[[ Excerpted data open ]]
//! Callback registry with snapshot dispatch.

use std::collections::BTreeMap;
use std::sync::atomic::{AtomicU64, Ordering};
use std::sync::{Arc, Weak};

use parking_lot::Mutex;

type Callback<T> = Arc<dyn Fn(&T) + Send + Sync>;

trait Unsubscribe: Send + Sync {
    fn remove(&self, id: u64) -> bool;
}

struct Slots<T> {
    next_id: AtomicU64,
    callbacks: Mutex<BTreeMap<u64, Callback<T>>>,
}

impl<T> Unsubscribe for Slots<T> {
    fn remove(&self, id: u64) -> bool {
        self.callbacks.lock().remove(&id).is_some()
    }
}

/// Ordered set of callbacks for one kind of notification.
///
/// Callbacks run in subscription order. [`dispatch`](Self::dispatch) works
/// on a snapshot taken when it starts, and skips any callback removed while
/// the dispatch is running, so a callback is never invoked after its
/// [`Subscription::unsubscribe`] returns.
pub struct SubscriberRegistry<T> {
    slots: Arc<Slots<T>>,
}

impl<T: 'static> SubscriberRegistry<T> {
    /// Empty registry.
    pub fn new() -> Self {
        Self {
            slots: Arc::new(Slots {
                next_id: AtomicU64::new(1),
                callbacks: Mutex::new(BTreeMap::new()),
            }),
        }
    }

    /// Register `callback`.
    pub fn subscribe(&self, callback: impl Fn(&T) + Send + Sync + 'static) -> Subscription {
        let id = self.slots.next_id.fetch_add(1, Ordering::Relaxed);
        let _ = self.slots.callbacks.lock().insert(id, Arc::new(callback));
        let registry: Weak<Slots<T>> = Arc::downgrade(&self.slots);
        let registry: Weak<dyn Unsubscribe> = registry;
        Subscription { id, registry }
    }

    /// Invoke every current callback with `value`. Returns how many ran.
    pub fn dispatch(&self, value: &T) -> usize {
        let snapshot: Vec<(u64, Callback<T>)> = self
            .slots
            .callbacks
            .lock()
            .iter()
            .map(|(id, cb)| (*id, Arc::clone(cb)))
            .collect();

        let mut invoked = 0;
        for (id, callback) in snapshot {
            if !self.slots.callbacks.lock().contains_key(&id) {
                continue;
            }
            callback(value);
            invoked += 1;
        }
        invoked
    }

    /// Number of registered callbacks.
    pub fn len(&self) -> usize {
        self.slots.callbacks.lock().len()
    }

    /// Whether no callbacks are registered.
    pub fn is_empty(&self) -> bool {
        self.len() == 0
    }
}

impl<T: 'static> Default for SubscriberRegistry<T> {
    fn default() -> Self {
        Self::new()
    }
}

/// Handle returned by `subscribe`.
///
/// Dropping the handle leaves the callback registered.
#[must_use = "keep the handle to be able to unsubscribe"]
pub struct Subscription {
    id: u64,
    registry: Weak<dyn Unsubscribe>,
}

impl Subscription {
    /// Registry-local id.
    pub fn id(&self) -> u64 {
        self.id
    }

    /// Remove the callback. Returns `false` if it was already gone.
    pub fn unsubscribe(self) -> bool {
        self.registry
            .upgrade()
            .is_some_and(|registry| registry.remove(self.id))
    }
}

impl std::fmt::Debug for Subscription {
    fn fmt(&self, f: &mut std::fmt::Formatter<'_>) -> std::fmt::Result {
        f.debug_struct("Subscription").field("id", &self.id).finish()
    }
}
// ─────────────────────────────────────────────────────────────────────────────
// Tests
// ─────────────────────────────────────────────────────────────────────────────

#[cfg(test)]
mod tests {
    use super::*;
    use ConnectionState as S;

    const CONNECT: Event = Event::Connect { has_token: true };
    const DUE: Event = Event::ReconnectDue { has_token: true };

    fn open_session() -> StreamSession {
        let mut session = StreamSession::new(5);
        let _ = session.handle(CONNECT);
        let _ = session.handle(Event::Opened);
        session
    }

    // ── connect ──

    #[test]
    fn connect_from_idle_opens_socket() {
        let mut session = StreamSession::new(5);
        assert_eq!(session.handle(CONNECT), vec![Effect::OpenSocket]);
        assert_eq!(session.state(), S::Connecting);
        assert!(!session.is_manual_close());
    }

    #[test]
    fn connect_while_open_or_connecting_is_noop() {
        let mut session = open_session();
        assert!(session.handle(CONNECT).is_empty());
        assert_eq!(session.state(), S::Open);

        let mut session = StreamSession::new(5);
        let _ = session.handle(CONNECT);
        assert!(session.handle(CONNECT).is_empty());
        assert_eq!(session.state(), S::Connecting);
    }

    #[test]
    fn connect_without_token_reports_unauthorized() {
        let mut session = StreamSession::new(5);
        let effects = session.handle(Event::Connect { has_token: false });
        assert!(matches!(
            effects.as_slice(),
            [Effect::NotifyError(RelayError::Unauthorized { .. })]
        ));
        assert_eq!(session.state(), S::Idle);
    }

    #[test]
    fn connect_during_reconnect_keeps_attempts() {
        let mut session = open_session();
        let _ = session.handle(Event::Closed);
        assert_eq!(session.reconnect_attempts(), 1);

        let effects = session.handle(CONNECT);
        assert_eq!(effects, vec![Effect::CancelReconnect, Effect::OpenSocket]);
        assert_eq!(session.reconnect_attempts(), 1);
        assert_eq!(session.state(), S::Connecting);
    }

    // ── open / close ──

    #[test]
    fn open_starts_ping_and_notifies() {
        let mut session = StreamSession::new(5);
        let _ = session.handle(CONNECT);
        assert_eq!(
            session.handle(Event::Opened),
            vec![Effect::StartPing, Effect::NotifyConnection(true)]
        );
        assert_eq!(session.state(), S::Open);
    }

    #[test]
    fn drop_while_open_schedules_reconnect() {
        let mut session = open_session();
        assert_eq!(
            session.handle(Event::Closed),
            vec![
                Effect::StopPing,
                Effect::NotifyConnection(false),
                Effect::ScheduleReconnect
            ]
        );
        assert_eq!(session.state(), S::Reconnecting);
    }

    #[test]
    fn successful_open_resets_attempts() {
        let mut session = open_session();
        let _ = session.handle(Event::Closed);
        let _ = session.handle(DUE);
        let _ = session.handle(Event::Closed);
        assert_eq!(session.reconnect_attempts(), 2);

        let _ = session.handle(DUE);
        let _ = session.handle(Event::Opened);
        assert_eq!(session.reconnect_attempts(), 0);
    }

    #[test]
    fn stale_events_ignored() {
        let mut session = StreamSession::new(5);
        assert!(session.handle(Event::Opened).is_empty());
        assert!(session.handle(Event::Closed).is_empty());
        assert!(session.handle(DUE).is_empty());
        assert_eq!(session.state(), S::Idle);
    }

    // ── reconnect bound ──

    #[test]
    fn sixth_close_exhausts_reconnects() {
        let mut session = StreamSession::new(5);
        let _ = session.handle(CONNECT);

        for attempt in 1..=5 {
            assert_eq!(session.handle(Event::Closed), vec![Effect::ScheduleReconnect]);
            assert_eq!(session.reconnect_attempts(), attempt);
            assert_eq!(session.handle(DUE), vec![Effect::OpenSocket]);
        }

        let effects = session.handle(Event::Closed);
        assert_eq!(
            effects,
            vec![Effect::NotifyError(RelayError::MaxReconnectExceeded {
                attempts: 5
            })]
        );
        assert_eq!(session.state(), S::Idle);
    }

    #[test]
    fn zero_attempts_gives_up_immediately() {
        let mut session = StreamSession::new(0);
        let _ = session.handle(CONNECT);
        assert!(matches!(
            session.handle(Event::Closed).as_slice(),
            [Effect::NotifyError(RelayError::MaxReconnectExceeded {
                attempts: 0
            })]
        ));
    }

    #[test]
    fn reconnect_without_token_gives_up() {
        let mut session = open_session();
        let _ = session.handle(Event::Closed);
        let effects = session.handle(Event::ReconnectDue { has_token: false });
        assert!(matches!(
            effects.as_slice(),
            [Effect::NotifyError(RelayError::Unauthorized { .. })]
        ));
        assert_eq!(session.state(), S::Idle);
    }

    #[test]
    fn policy_close_is_terminal() {
        let mut session = open_session();
        let effects = session.handle(Event::Rejected {
            reason: "No authorization token provided".into(),
        });
        assert_eq!(
            effects,
            vec![
                Effect::StopPing,
                Effect::NotifyConnection(false),
                Effect::NotifyError(RelayError::UpgradeRejected {
                    reason: "No authorization token provided".into()
                })
            ]
        );
        assert_eq!(session.state(), S::Idle);
        assert_eq!(session.reconnect_attempts(), 0);
    }

    // ── disconnect ──

    #[test]
    fn disconnect_while_open_closes_socket() {
        let mut session = open_session();
        assert_eq!(
            session.handle(Event::Disconnect),
            vec![
                Effect::StopPing,
                Effect::CloseSocket,
                Effect::NotifyConnection(false)
            ]
        );
        assert_eq!(session.state(), S::Closing);
        assert!(session.is_manual_close());

        assert!(session.handle(Event::Closed).is_empty());
        assert_eq!(session.state(), S::Idle);
    }

    #[test]
    fn disconnect_while_reconnecting_cancels_timer() {
        let mut session = open_session();
        let _ = session.handle(Event::Closed);
        assert_eq!(session.handle(Event::Disconnect), vec![Effect::CancelReconnect]);
        assert_eq!(session.state(), S::Idle);

        // A timer that slipped through is ignored.
        assert!(session.handle(DUE).is_empty());
        assert_eq!(session.state(), S::Idle);
    }

    #[test]
    fn disconnect_while_connecting() {
        let mut session = StreamSession::new(5);
        let _ = session.handle(CONNECT);
        assert_eq!(session.handle(Event::Disconnect), vec![Effect::CloseSocket]);
        assert_eq!(session.state(), S::Closing);

        // The aborted handshake does not trigger a reconnect.
        assert!(session.handle(Event::Closed).is_empty());
        assert_eq!(session.state(), S::Idle);
    }

    #[test]
    fn connect_after_disconnect_starts_fresh() {
        let mut session = open_session();
        let _ = session.handle(Event::Closed);
        let _ = session.handle(Event::Disconnect);

        assert_eq!(session.handle(CONNECT), vec![Effect::OpenSocket]);
        assert_eq!(session.reconnect_attempts(), 0);
        assert!(!session.is_manual_close());
    }

    // ── timer invariants ──

    /// Tracks which timers the effects would leave running.
    #[derive(Default)]
    struct Timers {
        ping: bool,
        reconnect: bool,
    }

    impl Timers {
        fn apply(&mut self, effects: &[Effect]) {
            for effect in effects {
                match effect {
                    Effect::StartPing => self.ping = true,
                    Effect::StopPing => self.ping = false,
                    Effect::ScheduleReconnect => self.reconnect = true,
                    Effect::CancelReconnect => self.reconnect = false,
                    _ => {}
                }
            }
        }
    }

    const EVENTS: [Event; 8] = [
        Event::Connect { has_token: true },
        Event::Connect { has_token: false },
        Event::Opened,
        Event::Closed,
        Event::ReconnectDue { has_token: true },
        Event::ReconnectDue { has_token: false },
        Event::Rejected {
            reason: String::new(),
        },
        Event::Disconnect,
    ];

    fn check_all_sequences(session: &StreamSession, timers: &Timers, depth: usize) {
        if depth == 0 {
            return;
        }
        for event in EVENTS {
            let mut session = session.clone();
            let mut timers = Timers {
                ping: timers.ping,
                reconnect: timers.reconnect,
            };
            if matches!(event, Event::ReconnectDue { .. }) {
                // A fired timer is spent.
                timers.reconnect = false;
            }
            let effects = session.handle(event.clone());
            timers.apply(&effects);

            assert_eq!(
                timers.ping,
                session.state() == S::Open,
                "ping timer out of sync after {event:?}"
            );
            assert_eq!(
                timers.reconnect,
                session.state() == S::Reconnecting,
                "reconnect timer out of sync after {event:?}"
            );
            assert!(session.reconnect_attempts() <= 2);
            check_all_sequences(&session, &timers, depth - 1);
        }
    }

    #[test]
    fn timers_track_state_for_every_event_sequence() {
        check_all_sequences(&StreamSession::new(2), &Timers::default(), 5);
    }
}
[[ Excerpted data closed ]]
Your goal:
Filter the lines above, keeping each one that contains the string "Opened".

Expected answer:
        let _ = session.handle(Event::Opened);
            session.handle(Event::Opened),
        let _ = session.handle(Event::Opened);
        assert!(session.handle(Event::Opened).is_empty());
        Event::Opened,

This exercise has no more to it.